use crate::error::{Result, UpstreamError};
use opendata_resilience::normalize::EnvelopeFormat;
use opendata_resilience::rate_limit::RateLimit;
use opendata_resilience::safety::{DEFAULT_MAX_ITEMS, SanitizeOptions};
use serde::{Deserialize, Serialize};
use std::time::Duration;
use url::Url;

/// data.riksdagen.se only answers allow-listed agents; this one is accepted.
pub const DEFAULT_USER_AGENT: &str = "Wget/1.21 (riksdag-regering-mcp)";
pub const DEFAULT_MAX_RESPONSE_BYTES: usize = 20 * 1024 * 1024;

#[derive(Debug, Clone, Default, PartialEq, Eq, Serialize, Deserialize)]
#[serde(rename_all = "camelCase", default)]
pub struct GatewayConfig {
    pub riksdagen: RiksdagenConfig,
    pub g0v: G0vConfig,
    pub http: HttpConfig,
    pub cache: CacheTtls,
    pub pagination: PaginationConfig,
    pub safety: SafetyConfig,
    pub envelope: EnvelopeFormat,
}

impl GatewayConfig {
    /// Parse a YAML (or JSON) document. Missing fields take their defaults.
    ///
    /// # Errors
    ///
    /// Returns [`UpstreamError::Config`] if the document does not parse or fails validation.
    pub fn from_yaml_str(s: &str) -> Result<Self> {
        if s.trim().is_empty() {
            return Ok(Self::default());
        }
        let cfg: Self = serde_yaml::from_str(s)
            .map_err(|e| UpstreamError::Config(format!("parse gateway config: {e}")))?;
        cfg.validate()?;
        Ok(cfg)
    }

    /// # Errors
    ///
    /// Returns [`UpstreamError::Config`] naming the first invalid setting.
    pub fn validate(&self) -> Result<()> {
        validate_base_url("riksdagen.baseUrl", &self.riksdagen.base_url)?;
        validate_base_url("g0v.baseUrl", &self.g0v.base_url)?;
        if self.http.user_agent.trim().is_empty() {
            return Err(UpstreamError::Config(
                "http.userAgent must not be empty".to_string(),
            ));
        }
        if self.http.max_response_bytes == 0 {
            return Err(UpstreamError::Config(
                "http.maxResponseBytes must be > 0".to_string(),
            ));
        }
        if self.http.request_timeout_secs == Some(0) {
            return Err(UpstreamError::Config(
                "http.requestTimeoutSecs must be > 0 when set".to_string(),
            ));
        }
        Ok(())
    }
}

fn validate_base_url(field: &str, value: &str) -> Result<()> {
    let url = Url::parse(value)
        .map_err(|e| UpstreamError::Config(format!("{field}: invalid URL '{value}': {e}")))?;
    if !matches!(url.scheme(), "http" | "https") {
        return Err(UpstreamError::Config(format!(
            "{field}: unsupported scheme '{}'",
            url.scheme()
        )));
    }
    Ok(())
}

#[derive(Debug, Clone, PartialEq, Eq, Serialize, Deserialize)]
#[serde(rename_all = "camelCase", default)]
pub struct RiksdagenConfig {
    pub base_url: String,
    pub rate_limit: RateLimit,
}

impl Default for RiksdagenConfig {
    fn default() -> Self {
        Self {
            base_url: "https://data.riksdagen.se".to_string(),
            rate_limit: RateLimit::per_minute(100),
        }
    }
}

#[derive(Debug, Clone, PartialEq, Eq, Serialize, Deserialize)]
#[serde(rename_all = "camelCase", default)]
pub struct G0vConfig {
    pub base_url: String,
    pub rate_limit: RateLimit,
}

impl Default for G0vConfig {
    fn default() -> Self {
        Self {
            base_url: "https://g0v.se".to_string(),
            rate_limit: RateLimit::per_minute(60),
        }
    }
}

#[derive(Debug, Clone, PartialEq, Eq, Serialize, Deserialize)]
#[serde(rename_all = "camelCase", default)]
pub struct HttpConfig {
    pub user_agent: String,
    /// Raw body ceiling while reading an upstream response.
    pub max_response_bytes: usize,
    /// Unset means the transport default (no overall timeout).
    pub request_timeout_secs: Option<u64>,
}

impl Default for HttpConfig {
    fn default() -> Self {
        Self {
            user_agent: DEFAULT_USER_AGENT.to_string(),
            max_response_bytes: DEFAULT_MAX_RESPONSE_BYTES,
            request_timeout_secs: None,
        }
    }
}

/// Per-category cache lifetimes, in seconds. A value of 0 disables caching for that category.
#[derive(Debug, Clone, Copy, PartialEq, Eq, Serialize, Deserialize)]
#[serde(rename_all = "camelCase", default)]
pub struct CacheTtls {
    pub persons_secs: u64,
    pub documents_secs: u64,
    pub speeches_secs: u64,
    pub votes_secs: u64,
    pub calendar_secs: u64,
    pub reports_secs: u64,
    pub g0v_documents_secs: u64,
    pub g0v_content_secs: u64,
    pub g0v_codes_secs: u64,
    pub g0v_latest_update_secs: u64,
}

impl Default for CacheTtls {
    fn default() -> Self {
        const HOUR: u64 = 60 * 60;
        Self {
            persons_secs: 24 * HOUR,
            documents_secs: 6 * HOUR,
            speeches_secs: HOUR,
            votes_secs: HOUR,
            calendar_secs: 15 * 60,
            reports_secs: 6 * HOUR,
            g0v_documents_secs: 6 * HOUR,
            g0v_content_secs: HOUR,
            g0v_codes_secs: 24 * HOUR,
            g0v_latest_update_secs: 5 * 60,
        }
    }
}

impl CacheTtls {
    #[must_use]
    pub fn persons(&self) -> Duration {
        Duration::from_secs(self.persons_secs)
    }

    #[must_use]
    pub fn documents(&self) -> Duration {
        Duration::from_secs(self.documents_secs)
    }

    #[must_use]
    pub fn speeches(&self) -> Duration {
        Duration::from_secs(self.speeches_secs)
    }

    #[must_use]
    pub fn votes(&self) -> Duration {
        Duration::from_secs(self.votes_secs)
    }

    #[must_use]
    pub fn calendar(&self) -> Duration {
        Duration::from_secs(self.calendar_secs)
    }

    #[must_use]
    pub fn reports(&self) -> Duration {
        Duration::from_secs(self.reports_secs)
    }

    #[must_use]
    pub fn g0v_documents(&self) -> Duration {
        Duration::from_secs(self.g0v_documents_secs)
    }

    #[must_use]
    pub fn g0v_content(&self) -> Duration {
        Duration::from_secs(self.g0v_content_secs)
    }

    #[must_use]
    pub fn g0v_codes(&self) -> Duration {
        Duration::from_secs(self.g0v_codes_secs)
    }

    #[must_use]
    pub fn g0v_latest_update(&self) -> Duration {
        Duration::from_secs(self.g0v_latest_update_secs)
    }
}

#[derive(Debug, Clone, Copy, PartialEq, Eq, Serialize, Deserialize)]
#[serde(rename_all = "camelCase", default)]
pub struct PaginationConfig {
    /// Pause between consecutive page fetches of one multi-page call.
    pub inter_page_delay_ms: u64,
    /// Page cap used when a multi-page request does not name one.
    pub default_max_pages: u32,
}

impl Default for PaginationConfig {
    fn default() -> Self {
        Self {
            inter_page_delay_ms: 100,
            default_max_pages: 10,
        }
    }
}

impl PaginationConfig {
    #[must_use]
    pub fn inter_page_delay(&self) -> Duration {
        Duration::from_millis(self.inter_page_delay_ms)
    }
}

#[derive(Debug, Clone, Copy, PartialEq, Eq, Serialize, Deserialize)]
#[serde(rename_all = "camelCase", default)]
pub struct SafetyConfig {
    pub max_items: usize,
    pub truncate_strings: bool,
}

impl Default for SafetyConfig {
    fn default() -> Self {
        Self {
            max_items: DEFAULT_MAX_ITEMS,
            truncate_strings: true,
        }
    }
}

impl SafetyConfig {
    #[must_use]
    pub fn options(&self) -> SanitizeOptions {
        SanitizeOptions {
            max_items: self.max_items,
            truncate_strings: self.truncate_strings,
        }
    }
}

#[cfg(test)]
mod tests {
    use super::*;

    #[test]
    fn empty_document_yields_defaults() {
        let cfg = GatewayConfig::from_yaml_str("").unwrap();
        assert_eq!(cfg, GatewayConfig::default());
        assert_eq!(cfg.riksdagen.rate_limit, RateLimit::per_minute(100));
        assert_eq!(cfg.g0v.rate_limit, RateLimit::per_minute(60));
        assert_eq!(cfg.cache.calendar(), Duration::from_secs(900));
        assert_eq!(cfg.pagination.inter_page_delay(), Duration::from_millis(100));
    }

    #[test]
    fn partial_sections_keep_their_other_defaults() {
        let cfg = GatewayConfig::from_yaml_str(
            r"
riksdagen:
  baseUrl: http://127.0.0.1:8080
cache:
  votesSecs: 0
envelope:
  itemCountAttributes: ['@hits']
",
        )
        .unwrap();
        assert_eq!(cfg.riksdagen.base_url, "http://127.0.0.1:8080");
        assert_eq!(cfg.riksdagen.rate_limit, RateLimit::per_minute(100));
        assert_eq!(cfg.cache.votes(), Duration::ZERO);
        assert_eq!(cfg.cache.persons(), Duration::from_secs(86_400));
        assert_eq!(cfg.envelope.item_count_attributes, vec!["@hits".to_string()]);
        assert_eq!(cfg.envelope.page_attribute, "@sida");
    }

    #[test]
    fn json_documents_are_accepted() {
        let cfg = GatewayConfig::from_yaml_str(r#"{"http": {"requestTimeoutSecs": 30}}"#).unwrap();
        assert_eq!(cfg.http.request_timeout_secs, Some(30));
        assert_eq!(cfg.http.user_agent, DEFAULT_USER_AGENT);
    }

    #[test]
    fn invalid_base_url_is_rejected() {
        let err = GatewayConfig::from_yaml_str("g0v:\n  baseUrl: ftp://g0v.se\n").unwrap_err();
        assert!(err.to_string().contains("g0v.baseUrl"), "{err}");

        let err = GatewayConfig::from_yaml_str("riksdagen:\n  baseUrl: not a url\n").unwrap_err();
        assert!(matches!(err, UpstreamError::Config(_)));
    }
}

******

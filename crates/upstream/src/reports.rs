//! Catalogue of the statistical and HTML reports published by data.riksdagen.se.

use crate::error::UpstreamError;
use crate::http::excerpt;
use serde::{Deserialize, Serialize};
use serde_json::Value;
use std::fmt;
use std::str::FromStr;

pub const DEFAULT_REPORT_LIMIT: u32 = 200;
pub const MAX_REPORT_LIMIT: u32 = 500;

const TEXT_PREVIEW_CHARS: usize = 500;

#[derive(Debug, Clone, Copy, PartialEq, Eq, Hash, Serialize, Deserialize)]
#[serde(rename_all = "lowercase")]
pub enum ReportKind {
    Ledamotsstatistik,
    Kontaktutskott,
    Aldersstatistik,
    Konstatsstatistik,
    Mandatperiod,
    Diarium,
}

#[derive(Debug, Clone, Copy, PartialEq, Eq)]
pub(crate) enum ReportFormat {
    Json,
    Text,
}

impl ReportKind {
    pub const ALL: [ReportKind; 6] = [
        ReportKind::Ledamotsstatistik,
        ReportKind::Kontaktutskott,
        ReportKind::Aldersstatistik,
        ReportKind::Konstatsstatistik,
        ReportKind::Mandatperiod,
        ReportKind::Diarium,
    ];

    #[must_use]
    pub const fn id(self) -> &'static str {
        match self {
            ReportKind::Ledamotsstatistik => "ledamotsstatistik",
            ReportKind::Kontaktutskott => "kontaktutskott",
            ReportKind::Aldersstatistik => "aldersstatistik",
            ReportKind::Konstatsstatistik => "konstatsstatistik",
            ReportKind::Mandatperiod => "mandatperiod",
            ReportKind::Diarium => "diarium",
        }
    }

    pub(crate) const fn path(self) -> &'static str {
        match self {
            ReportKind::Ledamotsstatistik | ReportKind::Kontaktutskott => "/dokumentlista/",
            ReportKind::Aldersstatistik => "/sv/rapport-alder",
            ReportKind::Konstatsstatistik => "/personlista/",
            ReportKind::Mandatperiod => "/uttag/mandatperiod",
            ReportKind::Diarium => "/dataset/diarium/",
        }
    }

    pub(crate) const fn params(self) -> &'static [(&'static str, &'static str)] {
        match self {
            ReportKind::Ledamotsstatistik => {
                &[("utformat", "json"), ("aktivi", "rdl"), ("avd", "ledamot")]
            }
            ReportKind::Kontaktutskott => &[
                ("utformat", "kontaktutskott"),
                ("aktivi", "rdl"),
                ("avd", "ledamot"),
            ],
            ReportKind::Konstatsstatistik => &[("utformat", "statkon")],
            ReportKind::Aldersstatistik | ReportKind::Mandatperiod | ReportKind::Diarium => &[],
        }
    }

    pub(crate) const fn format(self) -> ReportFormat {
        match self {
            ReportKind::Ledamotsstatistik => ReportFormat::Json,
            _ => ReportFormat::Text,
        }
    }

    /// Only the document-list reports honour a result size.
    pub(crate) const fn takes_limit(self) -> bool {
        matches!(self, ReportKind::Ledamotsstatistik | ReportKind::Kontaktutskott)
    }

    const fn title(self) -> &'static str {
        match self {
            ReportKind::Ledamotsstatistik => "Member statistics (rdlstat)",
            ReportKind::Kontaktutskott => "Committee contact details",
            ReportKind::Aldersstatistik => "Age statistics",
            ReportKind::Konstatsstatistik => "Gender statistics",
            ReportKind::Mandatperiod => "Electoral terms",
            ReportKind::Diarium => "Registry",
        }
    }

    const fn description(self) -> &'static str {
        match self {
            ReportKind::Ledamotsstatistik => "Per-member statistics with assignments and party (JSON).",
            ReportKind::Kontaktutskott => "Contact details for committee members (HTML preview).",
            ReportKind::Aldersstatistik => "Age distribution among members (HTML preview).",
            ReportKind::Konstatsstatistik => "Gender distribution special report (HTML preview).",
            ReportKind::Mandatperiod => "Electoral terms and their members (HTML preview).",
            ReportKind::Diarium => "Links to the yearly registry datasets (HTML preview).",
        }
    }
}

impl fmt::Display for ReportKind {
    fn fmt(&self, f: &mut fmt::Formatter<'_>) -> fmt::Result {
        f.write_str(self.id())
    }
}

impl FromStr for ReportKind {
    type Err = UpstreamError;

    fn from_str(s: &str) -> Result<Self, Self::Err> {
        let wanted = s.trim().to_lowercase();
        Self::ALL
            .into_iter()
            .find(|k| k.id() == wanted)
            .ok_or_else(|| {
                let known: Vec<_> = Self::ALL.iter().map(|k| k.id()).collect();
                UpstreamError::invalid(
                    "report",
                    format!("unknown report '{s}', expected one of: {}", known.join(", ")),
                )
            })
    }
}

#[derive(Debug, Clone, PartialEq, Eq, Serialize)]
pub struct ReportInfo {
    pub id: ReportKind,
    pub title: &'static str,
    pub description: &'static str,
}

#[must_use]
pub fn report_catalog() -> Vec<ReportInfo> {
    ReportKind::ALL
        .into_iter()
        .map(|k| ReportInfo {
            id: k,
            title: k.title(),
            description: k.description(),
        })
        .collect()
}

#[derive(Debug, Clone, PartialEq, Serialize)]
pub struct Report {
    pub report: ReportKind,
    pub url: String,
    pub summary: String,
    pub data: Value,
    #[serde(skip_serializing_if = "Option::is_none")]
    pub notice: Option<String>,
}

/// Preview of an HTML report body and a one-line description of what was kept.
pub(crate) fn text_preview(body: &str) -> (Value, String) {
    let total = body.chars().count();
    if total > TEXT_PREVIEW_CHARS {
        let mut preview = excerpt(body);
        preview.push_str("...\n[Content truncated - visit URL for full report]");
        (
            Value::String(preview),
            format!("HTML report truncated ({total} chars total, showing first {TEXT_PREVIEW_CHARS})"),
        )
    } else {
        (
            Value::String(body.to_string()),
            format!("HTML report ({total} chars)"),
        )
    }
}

******

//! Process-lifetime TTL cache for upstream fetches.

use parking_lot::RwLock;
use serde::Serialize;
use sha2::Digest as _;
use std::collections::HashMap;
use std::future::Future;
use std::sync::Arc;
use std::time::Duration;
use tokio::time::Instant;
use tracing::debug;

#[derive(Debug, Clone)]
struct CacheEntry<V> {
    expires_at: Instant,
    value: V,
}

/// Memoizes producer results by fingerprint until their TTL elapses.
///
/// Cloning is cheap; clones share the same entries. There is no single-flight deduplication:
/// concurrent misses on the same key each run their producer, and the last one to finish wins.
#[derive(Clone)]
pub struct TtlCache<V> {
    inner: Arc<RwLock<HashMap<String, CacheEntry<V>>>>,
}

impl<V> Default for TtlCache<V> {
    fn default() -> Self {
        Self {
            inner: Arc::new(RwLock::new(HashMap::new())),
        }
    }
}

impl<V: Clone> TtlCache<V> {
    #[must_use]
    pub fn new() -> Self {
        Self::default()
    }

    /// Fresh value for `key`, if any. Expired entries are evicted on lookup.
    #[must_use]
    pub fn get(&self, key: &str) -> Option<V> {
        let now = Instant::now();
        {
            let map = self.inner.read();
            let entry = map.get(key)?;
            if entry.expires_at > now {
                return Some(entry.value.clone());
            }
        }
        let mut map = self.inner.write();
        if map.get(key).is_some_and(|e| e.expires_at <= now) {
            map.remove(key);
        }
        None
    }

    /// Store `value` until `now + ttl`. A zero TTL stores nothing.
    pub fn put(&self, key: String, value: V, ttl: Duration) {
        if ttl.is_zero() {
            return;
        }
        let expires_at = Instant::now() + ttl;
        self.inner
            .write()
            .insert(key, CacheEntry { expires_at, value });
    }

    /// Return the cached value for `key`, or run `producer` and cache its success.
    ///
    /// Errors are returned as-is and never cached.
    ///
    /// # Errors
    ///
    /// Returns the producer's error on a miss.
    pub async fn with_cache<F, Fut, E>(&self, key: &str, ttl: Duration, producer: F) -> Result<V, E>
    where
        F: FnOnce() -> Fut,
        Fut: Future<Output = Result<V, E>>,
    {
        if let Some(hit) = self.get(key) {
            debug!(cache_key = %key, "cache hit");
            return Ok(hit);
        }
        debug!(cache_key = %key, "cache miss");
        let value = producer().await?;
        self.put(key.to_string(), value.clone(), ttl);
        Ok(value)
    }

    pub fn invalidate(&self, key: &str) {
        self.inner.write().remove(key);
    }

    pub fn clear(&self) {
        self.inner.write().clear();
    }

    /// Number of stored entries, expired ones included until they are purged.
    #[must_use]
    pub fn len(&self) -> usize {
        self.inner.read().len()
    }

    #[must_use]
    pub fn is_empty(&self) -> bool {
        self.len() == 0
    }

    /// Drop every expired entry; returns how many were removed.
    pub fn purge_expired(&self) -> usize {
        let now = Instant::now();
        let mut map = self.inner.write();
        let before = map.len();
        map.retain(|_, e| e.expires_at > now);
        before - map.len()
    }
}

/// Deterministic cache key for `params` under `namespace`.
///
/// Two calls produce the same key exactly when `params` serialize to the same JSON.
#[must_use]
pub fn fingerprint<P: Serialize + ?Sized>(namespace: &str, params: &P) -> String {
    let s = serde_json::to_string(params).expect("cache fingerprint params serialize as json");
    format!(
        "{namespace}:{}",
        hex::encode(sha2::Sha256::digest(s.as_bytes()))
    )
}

******

Task brief -
Retrieve every line above holding the word "fetches".

Task result -
    /// Pause between consecutive page fetches of one multi-page call.
//! Process-lifetime TTL cache for upstream fetches.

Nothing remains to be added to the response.